Pardeeville students dig into career options at fair

February 25, 2019
Pardeeville High School freshmen Annie Achterberg, left, and Sophia Parker receive job information from Wilderness Resort director of attractions Chris Ebben during the school's career fair Friday.

PARDEEVILLE — Collin Zuehlke of Miron Construction knew exactly what to say to the freshmen who visited his booth Friday at Pardeeville High School’s fourth annual career fair.

“What do you like to do?” he asked a group of four that included Tash Gray, whose answer was that he enjoys playing video games.

“How would you like to play real-life video games?” Zuehlke said. “Some of us even get paid to fly drones.”

Afterward, Gray said he stayed at Zuehlke’s booth for a bit longer than he probably would have if Zuehlke hadn’t framed Miron’s job opportunities in the way that he did — jobs that include work in the office or in the field.

Gray’s strongest subject is math, he said, so Miron’s jobs in accounting or estimating might someday be a good fit for him. His favorite video games are the team-oriented ones he plays with his friends, he added, meaning that an internship in virtual construction could work for him, too.

In such employ, Gray would provide assistance to design-build teams facilitating 3D and 2D coordination, Zuehlke said.

Not far from Miron’s booth stood Kip Gutke of Wisconsin Operating Engineers Training Center, a union-based business in Coloma representing more than 10,000 people employed by contractors all over the state, he said.

Both Gutke and Zuehlke informed their student visitors that if they assume skilled labor doesn’t pay well from the start, they’re dead wrong.

“Our apprentices start out making $25 or $27 an hour,” said Gutke, who walked the students through heavy equipment simulations complete with a wheel and video screen — one of the more popular stops among the 200 or so students who participated in the fair.

“Their pay goes up significantly the longer they stick with it,” Gutke said of operating engineers. “Pros include good benefits and the accomplishment of building something, and the cons include working in bad weather and all of the traveling.”

Freshmen Sophia Parker and Annie Achterberg stopped first at a booth for the health care delivery system SSM Heath, where they were told that registered nurses make $50,000 to $80,000 a year.

“I found out I would need six years of education to get the job,” said Parker, who right now is more interested in teaching kindergarten than working in health care.

Achterberg was interested in the presentation because her dad works in physical therapy.

“That’s what I want to do,” she said of physical therapy. “I don’t want to do anything that involves needles — nothing in surgery.”

After their stop at SSM Health, they learned about jobs at Wilderness Resort from Chris Ebben, director of attractions.

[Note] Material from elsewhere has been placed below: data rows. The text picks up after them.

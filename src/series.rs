//! Time-indexed price data
//!
//! A [`PriceSeries`] is the validated input of a scan: non-empty, every candle
//! consistent, timestamps strictly increasing.

use chrono::NaiveDateTime;

use crate::{Error, OHLCVExt, Result, OHLCV};

/// One OHLCV record keyed by its (timezone-stripped) open time
#[derive(Debug, Clone, Copy, PartialEq, serde::Serialize, serde::Deserialize)]
pub struct Candle {
    pub timestamp: NaiveDateTime,
    pub open: f64,
    pub high: f64,
    pub low: f64,
    pub close: f64,
    #[serde(default)]
    pub volume: f64,
}

impl Candle {
    pub fn new(
        timestamp: NaiveDateTime,
        open: f64,
        high: f64,
        low: f64,
        close: f64,
        volume: f64,
    ) -> Self {
        Self {
            timestamp,
            open,
            high,
            low,
            close,
            volume,
        }
    }
}

impl OHLCV for Candle {
    fn open(&self) -> f64 {
        self.open
    }

    fn high(&self) -> f64 {
        self.high
    }

    fn low(&self) -> f64 {
        self.low
    }

    fn close(&self) -> f64 {
        self.close
    }

    fn volume(&self) -> f64 {
        self.volume
    }
}

/// Ordered, immutable sequence of candles
#[derive(Debug, Clone, PartialEq)]
pub struct PriceSeries {
    candles: Vec<Candle>,
}

impl PriceSeries {
    /// Build a series, rejecting empty input, inconsistent candles and
    /// timestamps that are not strictly increasing.
    pub fn new(candles: Vec<Candle>) -> Result<Self> {
        if candles.is_empty() {
            return Err(Error::EmptySeries);
        }

        for (i, candle) in candles.iter().enumerate() {
            candle.validate().map_err(|e| match e {
                Error::InvalidCandle { reason, .. } => Error::InvalidCandle { index: i, reason },
                other => other,
            })?;
        }

        if let Some(i) = candles
            .windows(2)
            .position(|pair| pair[1].timestamp <= pair[0].timestamp)
        {
            return Err(Error::UnorderedTimestamps { index: i + 1 });
        }

        Ok(Self { candles })
    }

    #[inline]
    pub fn len(&self) -> usize {
        self.candles.len()
    }

    /// Always false: construction rejects empty input.
    #[inline]
    pub fn is_empty(&self) -> bool {
        self.candles.is_empty()
    }

    #[inline]
    pub fn candles(&self) -> &[Candle] {
        &self.candles
    }

    pub fn first(&self) -> &Candle {
        &self.candles[0]
    }

    pub fn last(&self) -> &Candle {
        &self.candles[self.candles.len() - 1]
    }
}

impl std::ops::Index<std::ops::Range<usize>> for PriceSeries {
    type Output = [Candle];

    fn index(&self, range: std::ops::Range<usize>) -> &[Candle] {
        &self.candles[range]
    }
}

#[cfg(test)]
mod tests {
    use super::*;
    use chrono::{NaiveDate, TimeDelta};

    fn ts(day: i64) -> NaiveDateTime {
        NaiveDate::from_ymd_opt(2024, 1, 1)
            .unwrap()
            .and_hms_opt(0, 0, 0)
            .unwrap()
            + TimeDelta::days(day)
    }

    fn candle(day: i64) -> Candle {
        Candle::new(ts(day), 10.0, 12.0, 9.0, 11.0, 1000.0)
    }

    #[test]
    fn test_series_accepts_ordered_candles() {
        let series = PriceSeries::new((0..5).map(candle).collect()).unwrap();
        assert_eq!(series.len(), 5);
        assert_eq!(series.first().timestamp, ts(0));
        assert_eq!(series.last().timestamp, ts(4));
        assert_eq!(series[1..3].len(), 2);
    }

    #[test]
    fn test_series_rejects_empty() {
        assert!(matches!(PriceSeries::new(vec![]), Err(Error::EmptySeries)));
    }

    #[test]
    fn test_series_rejects_duplicate_timestamp() {
        let candles = vec![candle(0), candle(1), candle(1)];
        assert!(matches!(
            PriceSeries::new(candles),
            Err(Error::UnorderedTimestamps { index: 2 })
        ));
    }

    #[test]
    fn test_series_reports_bad_candle_index() {
        let mut candles: Vec<Candle> = (0..4).map(candle).collect();
        candles[3].high = 1.0;
        assert!(matches!(
            PriceSeries::new(candles),
            Err(Error::InvalidCandle { index: 3, .. })
        ));
    }
}
//! Core domain model for BLS.

use chrono::{DateTime, Utc};
use serde::{Deserialize, Serialize};
use serde_json::{Map, Value as JsonValue};
use uuid::Uuid;

pub const CRATE_NAME: &str = "bls-core";

/// Owner id used when broker resolution finds no matching profile.
/// Listings scraped under this id are left unattributed and never trigger
/// deactivation of existing rows.
pub const PLACEHOLDER_BROKER_ID: Uuid = Uuid::nil();

/// Listing descriptions are clipped to this many characters before persistence.
pub const DESCRIPTION_MAX_CHARS: usize = 500;

#[derive(Debug, Clone, Copy, PartialEq, Eq, Serialize, Deserialize)]
#[serde(rename_all = "lowercase")]
pub enum ListingStatus {
    Active,
    Inactive,
}

impl ListingStatus {
    pub fn as_str(self) -> &'static str {
        match self {
            ListingStatus::Active => "active",
            ListingStatus::Inactive => "inactive",
        }
    }

    pub fn parse(text: &str) -> Option<Self> {
        match text {
            "active" => Some(ListingStatus::Active),
            "inactive" => Some(ListingStatus::Inactive),
            _ => None,
        }
    }
}

/// Transient record produced by one scrape pass. Never stored directly;
/// reaches the listings table only through the keyed upsert.
#[derive(Debug, Clone, PartialEq, Serialize, Deserialize)]
pub struct ScrapedListing {
    pub title: String,
    pub price: i64,
    pub description: String,
    pub images: Vec<String>,
    pub external_url: String,
    pub external_source: String,
    pub location: String,
    pub status: ListingStatus,
    pub broker_id: Option<Uuid>,
}

/// Persisted listing projection used by reconciliation.
#[derive(Debug, Clone, PartialEq, Serialize, Deserialize)]
pub struct ListingRow {
    pub id: Uuid,
    pub external_url: String,
    pub status: ListingStatus,
    pub last_synced_at: Option<DateTime<Utc>>,
}

/// Configuration entry identifying which broker a scrape target belongs to.
/// Read-only from the sync job's perspective.
#[derive(Debug, Clone, PartialEq, Serialize, Deserialize)]
pub struct BrokerProfile {
    pub id: i64,
    pub broker_id: Uuid,
    pub value: BrokerProfileValue,
}

/// Payload of a broker-profile row. Historically free-form JSON: either a
/// bare string (usually the portal URL itself) or an object of varying shape.
#[derive(Debug, Clone, PartialEq, Serialize, Deserialize)]
#[serde(untagged)]
pub enum BrokerProfileValue {
    Raw(String),
    Structured(Map<String, JsonValue>),
}

impl BrokerProfileValue {
    pub fn from_json(value: JsonValue) -> Self {
        match value {
            JsonValue::String(text) => BrokerProfileValue::Raw(text),
            JsonValue::Object(map) => BrokerProfileValue::Structured(map),
            other => BrokerProfileValue::Raw(other.to_string()),
        }
    }

    /// Whether this payload refers to `url`. Search order: raw substring
    /// containment, then exact `url`/`link`/`href` fields, then substring
    /// containment over the serialized object.
    pub fn matches_url(&self, url: &str) -> bool {
        match self {
            BrokerProfileValue::Raw(text) => text.contains(url),
            BrokerProfileValue::Structured(map) => {
                for key in ["url", "link", "href"] {
                    if map.get(key).and_then(JsonValue::as_str) == Some(url) {
                        return true;
                    }
                }
                JsonValue::Object(map.clone()).to_string().contains(url)
            }
        }
    }

    /// Optional per-broker override of the parsing strategy name.
    pub fn source_hint(&self) -> Option<&str> {
        match self {
            BrokerProfileValue::Raw(_) => None,
            BrokerProfileValue::Structured(map) => map.get("source").and_then(JsonValue::as_str),
        }
    }
}

#[derive(Debug, Clone, Copy, PartialEq, Eq, Serialize, Deserialize)]
#[serde(rename_all = "lowercase")]
pub enum RunStatus {
    Running,
    Success,
    Error,
}

impl RunStatus {
    pub fn as_str(self) -> &'static str {
        match self {
            RunStatus::Running => "running",
            RunStatus::Success => "success",
            RunStatus::Error => "error",
        }
    }

    pub fn parse(text: &str) -> Option<Self> {
        match text {
            "running" => Some(RunStatus::Running),
            "success" => Some(RunStatus::Success),
            "error" => Some(RunStatus::Error),
            _ => None,
        }
    }
}

/// One row of the append-only run ledger.
#[derive(Debug, Clone, PartialEq, Serialize, Deserialize)]
pub struct SyncRun {
    pub id: Uuid,
    pub started_at: DateTime<Utc>,
    pub ended_at: Option<DateTime<Utc>>,
    pub status: RunStatus,
    pub items_processed: i64,
    pub items_upserted: i64,
    pub error_message: Option<String>,
}

#[cfg(test)]
mod tests {
    use super::*;
    use serde_json::json;

    const TARGET: &str = "https://portal.example/agents/9118/jan-novak/";

    #[test]
    fn raw_value_matches_by_substring() {
        let value = BrokerProfileValue::from_json(json!(
            "profile page: https://portal.example/agents/9118/jan-novak/ (primary)"
        ));
        assert!(value.matches_url(TARGET));
        assert!(!value.matches_url("https://portal.example/agents/1/other/"));
    }

    #[test]
    fn structured_value_matches_url_link_and_href_fields() {
        for key in ["url", "link", "href"] {
            let value = BrokerProfileValue::from_json(json!({ key: TARGET }));
            assert!(value.matches_url(TARGET), "field {key} should match");
        }
    }

    #[test]
    fn structured_field_match_is_exact_not_substring() {
        let value = BrokerProfileValue::from_json(json!({ "url": TARGET }));
        assert!(!value.matches_url("https://portal.example/agents/9118/"));
    }

    #[test]
    fn structured_value_falls_back_to_serialized_containment() {
        let value = BrokerProfileValue::from_json(json!({
            "bio": "listings",
            "links": [{ "label": "portal", "target": TARGET }],
        }));
        assert!(value.matches_url(TARGET));
    }

    #[test]
    fn source_hint_reads_source_field() {
        let value = BrokerProfileValue::from_json(json!({ "source": "remax" }));
        assert_eq!(value.source_hint(), Some("remax"));
        assert_eq!(BrokerProfileValue::Raw(TARGET.into()).source_hint(), None);
    }

    #[test]
    fn non_string_non_object_payload_degrades_to_raw() {
        let value = BrokerProfileValue::from_json(json!(["https://a.example", "https://b.example"]));
        assert!(value.matches_url("https://a.example"));
    }

    #[test]
    fn status_labels_round_trip_with_db_text() {
        assert_eq!(ListingStatus::Active.as_str(), "active");
        assert_eq!(ListingStatus::Inactive.as_str(), "inactive");
        assert_eq!(RunStatus::Running.as_str(), "running");
        assert_eq!(RunStatus::Success.as_str(), "success");
        assert_eq!(RunStatus::Error.as_str(), "error");
    }
}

He told his visitors that Wilderness in Lake Delton employs 1,500 people in the summer and 1,000 currently.

“We hire as young as 14 years old,” Ebben said of jobs including work in the resort’s restaurants, arcade and golf course. “I tell them to think of the job they really want, and we probably have it.”

High school counselor Crystal Huset said finding what interests the students is essentially the whole idea. The career fair not only involved high school students but fourth-graders who played “job fair bingo” and eighth-graders who, along with the freshmen, worked on career research projects.

“There’s such a wide variety of businesses to choose from,” Huset said of the represented fields including the military, education, manufacturing, health care, customer service, construction, agriculture and finance. “It’s a fantastic opportunity for them find what they like.”